Task instructions ▸
Read the lines of the data below and retrieve those with "crate".

(Recorded data)
··········
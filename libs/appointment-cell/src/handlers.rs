// libs/appointment-cell/src/handlers.rs
use std::sync::Arc;

use axum::{
    extract::{Extension, Path, State},
    Json,
};
use axum_extra::TypedHeader;
use headers::{authorization::Bearer, Authorization};
use serde_json::{json, Value};
use uuid::Uuid;

use shared_config::AppConfig;
use shared_models::auth::AuthUser;
use shared_models::error::AppError;

use crate::models::{
    AppendMessageRequest, AppointmentError, ApproveAppointmentRequest, BookAppointmentRequest,
    RejectAppointmentRequest, SubmitFeedbackRequest,
};
use crate::services::booking::AppointmentBookingService;

fn to_app_error(e: AppointmentError) -> AppError {
    match e {
        AppointmentError::NotFound => AppError::NotFound("Appointment not found".to_string()),
        AppointmentError::PatientNotFound => AppError::NotFound("Patient not found".to_string()),
        AppointmentError::DoctorNotFound => AppError::NotFound("Doctor not found".to_string()),
        AppointmentError::InvalidStatusTransition { .. } => AppError::BadRequest(e.to_string()),
        AppointmentError::Unauthorized => {
            AppError::Auth("Not authorized to perform this action on the appointment".to_string())
        }
        AppointmentError::ValidationError(msg) => AppError::ValidationError(msg),
        AppointmentError::FeedbackAlreadySubmitted => AppError::Conflict(e.to_string()),
        AppointmentError::DatabaseError(msg) => AppError::Internal(msg),
    }
}

// ==============================================================================
// APPOINTMENT BOOKING HANDLERS
// ==============================================================================

/// Patient books an appointment request. Urgency fields are silently
/// coerced to Routine/0 unless the submission came through the symptom
/// checker.
#[axum::debug_handler]
pub async fn book_appointment(
    State(state): State<Arc<AppConfig>>,
    TypedHeader(auth): TypedHeader<Authorization<Bearer>>,
    Extension(user): Extension<AuthUser>,
    Json(request): Json<BookAppointmentRequest>,
) -> Result<Json<Value>, AppError> {
    let token = auth.token();

    // Only the patient can book their own appointment.
    if user.medical_id != request.patient_medical_id {
        return Err(AppError::Auth(
            "Not authorized to book appointment for this patient".to_string(),
        ));
    }

    let booking_service = AppointmentBookingService::new(&state);

    let appointment = booking_service
        .create_appointment(request, token)
        .await
        .map_err(to_app_error)?;

    Ok(Json(json!({
        "success": true,
        "appointment": appointment,
        "message": "Appointment request submitted"
    })))
}

#[axum::debug_handler]
pub async fn get_appointment(
    State(state): State<Arc<AppConfig>>,
    Path(appointment_id): Path<Uuid>,
    TypedHeader(auth): TypedHeader<Authorization<Bearer>>,
    Extension(user): Extension<AuthUser>,
) -> Result<Json<Value>, AppError> {
    let token = auth.token();
    let booking_service = AppointmentBookingService::new(&state);

    let appointment = booking_service
        .get_appointment(appointment_id, token)
        .await
        .map_err(to_app_error)?;

    if !appointment.is_party(&user.medical_id) {
        return Err(AppError::Auth(
            "Not authorized to view this appointment".to_string(),
        ));
    }

    Ok(Json(json!({ "appointment": appointment })))
}

#[axum::debug_handler]
pub async fn get_patient_appointments(
    State(state): State<Arc<AppConfig>>,
    Path(medical_id): Path<String>,
    TypedHeader(auth): TypedHeader<Authorization<Bearer>>,
    Extension(user): Extension<AuthUser>,
) -> Result<Json<Value>, AppError> {
    let token = auth.token();

    if user.medical_id != medical_id {
        return Err(AppError::Auth(
            "Not authorized to view these appointments".to_string(),
        ));
    }

    let booking_service = AppointmentBookingService::new(&state);
    let appointments = booking_service
        .get_patient_appointments(&medical_id, token)
        .await
        .map_err(to_app_error)?;

    Ok(Json(json!({ "appointments": appointments })))
}

#[axum::debug_handler]
pub async fn get_doctor_appointments(
    State(state): State<Arc<AppConfig>>,
    Path(medical_id): Path<String>,
    TypedHeader(auth): TypedHeader<Authorization<Bearer>>,
    Extension(user): Extension<AuthUser>,
) -> Result<Json<Value>, AppError> {
    let token = auth.token();

    if user.medical_id != medical_id {
        return Err(AppError::Auth(
            "Not authorized to view these appointments".to_string(),
        ));
    }

    let booking_service = AppointmentBookingService::new(&state);
    let appointments = booking_service
        .get_doctor_appointments(&medical_id, token)
        .await
        .map_err(to_app_error)?;

    Ok(Json(json!({ "appointments": appointments })))
}

// ==============================================================================
// STATUS TRANSITION HANDLERS
// ==============================================================================

#[axum::debug_handler]
pub async fn approve_appointment(
    State(state): State<Arc<AppConfig>>,
    Path(appointment_id): Path<Uuid>,
    TypedHeader(auth): TypedHeader<Authorization<Bearer>>,
    Extension(user): Extension<AuthUser>,
    Json(request): Json<ApproveAppointmentRequest>,
) -> Result<Json<Value>, AppError> {
    let token = auth.token();
    let booking_service = AppointmentBookingService::new(&state);

    let appointment = booking_service
        .approve_appointment(appointment_id, &user, request, token)
        .await
        .map_err(to_app_error)?;

    Ok(Json(json!({
        "success": true,
        "appointment": appointment,
        "message": "Appointment approved"
    })))
}

#[axum::debug_handler]
pub async fn reject_appointment(
    State(state): State<Arc<AppConfig>>,
    Path(appointment_id): Path<Uuid>,
    TypedHeader(auth): TypedHeader<Authorization<Bearer>>,
    Extension(user): Extension<AuthUser>,
    Json(request): Json<RejectAppointmentRequest>,
) -> Result<Json<Value>, AppError> {
    let token = auth.token();
    let booking_service = AppointmentBookingService::new(&state);

    let appointment = booking_service
        .reject_appointment(appointment_id, &user, request, token)
        .await
        .map_err(to_app_error)?;

    Ok(Json(json!({
        "success": true,
        "appointment": appointment,
        "message": "Appointment rejected"
    })))
}

#[axum::debug_handler]
pub async fn cancel_appointment(
    State(state): State<Arc<AppConfig>>,
    Path(appointment_id): Path<Uuid>,
    TypedHeader(auth): TypedHeader<Authorization<Bearer>>,
    Extension(user): Extension<AuthUser>,
) -> Result<Json<Value>, AppError> {
    let token = auth.token();
    let booking_service = AppointmentBookingService::new(&state);

    let appointment = booking_service
        .cancel_appointment(appointment_id, &user, token)
        .await
        .map_err(to_app_error)?;

    Ok(Json(json!({
        "success": true,
        "appointment": appointment,
        "message": "Appointment cancelled"
    })))
}

#[axum::debug_handler]
pub async fn complete_appointment(
    State(state): State<Arc<AppConfig>>,
    Path(appointment_id): Path<Uuid>,
    TypedHeader(auth): TypedHeader<Authorization<Bearer>>,
    Extension(user): Extension<AuthUser>,
) -> Result<Json<Value>, AppError> {
    let token = auth.token();
    let booking_service = AppointmentBookingService::new(&state);

    let appointment = booking_service
        .complete_appointment(appointment_id, &user, token)
        .await
        .map_err(to_app_error)?;

    Ok(Json(json!({
        "success": true,
        "appointment": appointment,
        "message": "Appointment completed"
    })))
}

// ==============================================================================
// THREAD AND FEEDBACK HANDLERS
// ==============================================================================

#[axum::debug_handler]
pub async fn append_message(
    State(state): State<Arc<AppConfig>>,
    Path(appointment_id): Path<Uuid>,
    TypedHeader(auth): TypedHeader<Authorization<Bearer>>,
    Extension(user): Extension<AuthUser>,
    Json(request): Json<AppendMessageRequest>,
) -> Result<Json<Value>, AppError> {
    let token = auth.token();
    let booking_service = AppointmentBookingService::new(&state);

    let appointment = booking_service
        .append_message(appointment_id, &user, request, token)
        .await
        .map_err(to_app_error)?;

    Ok(Json(json!({
        "success": true,
        "appointment": appointment
    })))
}

#[axum::debug_handler]
pub async fn submit_feedback(
    State(state): State<Arc<AppConfig>>,
    Path(appointment_id): Path<Uuid>,
    TypedHeader(auth): TypedHeader<Authorization<Bearer>>,
    Extension(user): Extension<AuthUser>,
    Json(request): Json<SubmitFeedbackRequest>,
) -> Result<Json<Value>, AppError> {
    let token = auth.token();
    let booking_service = AppointmentBookingService::new(&state);

    let feedback = booking_service
        .submit_feedback(appointment_id, &user, request, token)
        .await
        .map_err(to_app_error)?;

    Ok(Json(json!({
        "success": true,
        "feedback": feedback,
        "message": "Feedback submitted"
    })))
}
··········
Result of this exercise ▸
use crate::models::{
use crate::services::booking::AppointmentBookingService;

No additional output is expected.